Ce qui me fatigue horriblement, c’est mon paletot d’hiver que j’ai gardé pour la nuit en diligence et que j’ai porté avec moi depuis mon arrivée, comme un escargot traîne sa coquille, ou une tortue sa carapace.

Le laisser aux Messageries c’était l’exposer à être égaré, volé. Puis il y avait un grain de coquetterie ; ma mère a dit souvent que rien ne faisait mieux qu’un pardessus sur le bras d’un homme, que ça complétait une toilette, que les paysans, eux, n’avaient pas de pardessus, ni les ouvriers, ni aucune personne du commun.

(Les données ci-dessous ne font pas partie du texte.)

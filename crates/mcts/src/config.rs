//! MCTS configuration parameters.
//!
//! These parameters control the sampling budget and the optional pruning and
//! caching layers of the Monte Carlo strategy. They are fixed for the life of
//! a strategy instance.

use gambit_core::{GambitError, Result};
use serde::{Deserialize, Serialize};

/// MCTS configuration parameters.
#[derive(Clone, Debug, PartialEq, Serialize, Deserialize)]
#[serde(default)]
pub struct MctsConfig {
    /// Number of sampling rounds per decision.
    /// Every active candidate receives one rollout per round.
    pub samples: u32,

    /// Maximum plies in a rollout before it is truncated and scored
    /// with the in-play heuristic.
    pub depth: u32,

    /// Reuse finished evaluations for identical (state, move) pairs
    /// across decisions.
    pub use_cache: bool,

    /// Periodically stop sampling candidates that cannot catch the leader.
    pub use_pruning: bool,

    /// Rounds between pruning passes.
    pub pruning_period: u32,

    /// Confidence multiplier applied to the standard error when pruning.
    /// Larger values prune less aggressively.
    pub z: f64,
}

impl Default for MctsConfig {
    fn default() -> Self {
        Self {
            samples: 60,
            depth: 100,
            use_cache: false,
            use_pruning: false,
            pruning_period: 10,
            z: 1.0,
        }
    }
}

impl MctsConfig {
    /// Create a new config with the specified number of sampling rounds.
    pub fn with_samples(samples: u32) -> Self {
        Self {
            samples,
            ..Default::default()
        }
    }

    /// Set the rollout depth limit.
    pub fn with_depth(mut self, depth: u32) -> Self {
        self.depth = depth;
        self
    }

    /// Enable the evaluation cache.
    pub fn cached(mut self) -> Self {
        self.use_cache = true;
        self
    }

    /// Enable confidence-based pruning.
    pub fn pruned(mut self) -> Self {
        self.use_pruning = true;
        self
    }

    /// Check the parameters for values the search cannot run with.
    ///
    /// # Errors
    /// Returns `GambitError::InvalidConfig` if `samples` or `pruning_period`
    /// is zero, or `z` is negative or not finite.
    pub fn validate(&self) -> Result<()> {
        if self.samples == 0 {
            return Err(GambitError::InvalidConfig(
                "samples must be at least 1".to_string(),
            ));
        }
        if self.pruning_period == 0 {
            return Err(GambitError::InvalidConfig(
                "pruning_period must be at least 1".to_string(),
            ));
        }
        if !self.z.is_finite() || self.z < 0.0 {
            return Err(GambitError::InvalidConfig(format!(
                "z must be a finite non-negative number, got {}",
                self.z
            )));
        }
        Ok(())
    }

    /// True if a pruning pass is due after `round` completed rounds.
    pub fn prune_due(&self, round: u32) -> bool {
        self.use_pruning && round > 0 && round % self.pruning_period == 0
    }
}
//! Player and status types with a fixed orientation.
//!
//! Statuses are always expressed from player one's side of the table:
//! `Win` means player one won, `Lose` means player two won.

use std::fmt;

/// Status of a game position.
#[derive(Clone, Copy, Debug, PartialEq, Eq, Hash)]
pub enum GameStatus {
    InPlay,
    /// Player one won.
    Win,
    /// Player two won.
    Lose,
    Draw,
}

impl GameStatus {
    /// True for every status other than `InPlay`.
    pub fn is_terminal(self) -> bool {
        self != GameStatus::InPlay
    }

    /// True for `Win` and `Lose`.
    pub fn is_decisive(self) -> bool {
        matches!(self, GameStatus::Win | GameStatus::Lose)
    }
}

impl fmt::Display for GameStatus {
    fn fmt(&self, f: &mut fmt::Formatter<'_>) -> fmt::Result {
        match self {
            GameStatus::InPlay => write!(f, "IN_PLAY"),
            GameStatus::Win => write!(f, "WIN"),
            GameStatus::Lose => write!(f, "LOSE"),
            GameStatus::Draw => write!(f, "DRAW"),
        }
    }
}

/// One of the two seats at the table.
#[derive(Clone, Copy, Debug, PartialEq, Eq, Hash)]
pub enum Player {
    One,
    Two,
}

impl Player {
    /// Get the opposing player.
    pub fn opponent(self) -> Self {
        match self {
            Player::One => Player::Two,
            Player::Two => Player::One,
        }
    }

    /// The terminal status this player is trying to reach.
    pub fn goal(self) -> GameStatus {
        match self {
            Player::One => GameStatus::Win,
            Player::Two => GameStatus::Lose,
        }
    }

    /// Sign applied to heuristics that are positive in player one's favour.
    pub fn sign(self) -> f64 {
        match self {
            Player::One => 1.0,
            Player::Two => -1.0,
        }
    }

    /// Seat number, 1 or 2.
    pub fn number(self) -> u8 {
        match self {
            Player::One => 1,
            Player::Two => 2,
        }
    }
}

impl fmt::Display for Player {
    fn fmt(&self, f: &mut fmt::Formatter<'_>) -> fmt::Result {
        write!(f, "P{}", self.number())
    }
}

J’ai jeté mon pardessus sur mon bras avec une négligence de gentilhomme.

Ce pardessus est jaune — d’un jaune singulier, avec de gros boutons qui font un vilain effet sur cette étoffe raide. Cet habit a l’air d’avoir la colique.

On ne le remarquait pas, ou du moins je ne m’en suis pas aperçu, dans la rue des Vieux-Augustins ou sur les boulevards, mais ici il fait sensation. On croit que je veux le vendre ; les jeunes gens se détournent avec horreur, mais les marchands d’habits approchent.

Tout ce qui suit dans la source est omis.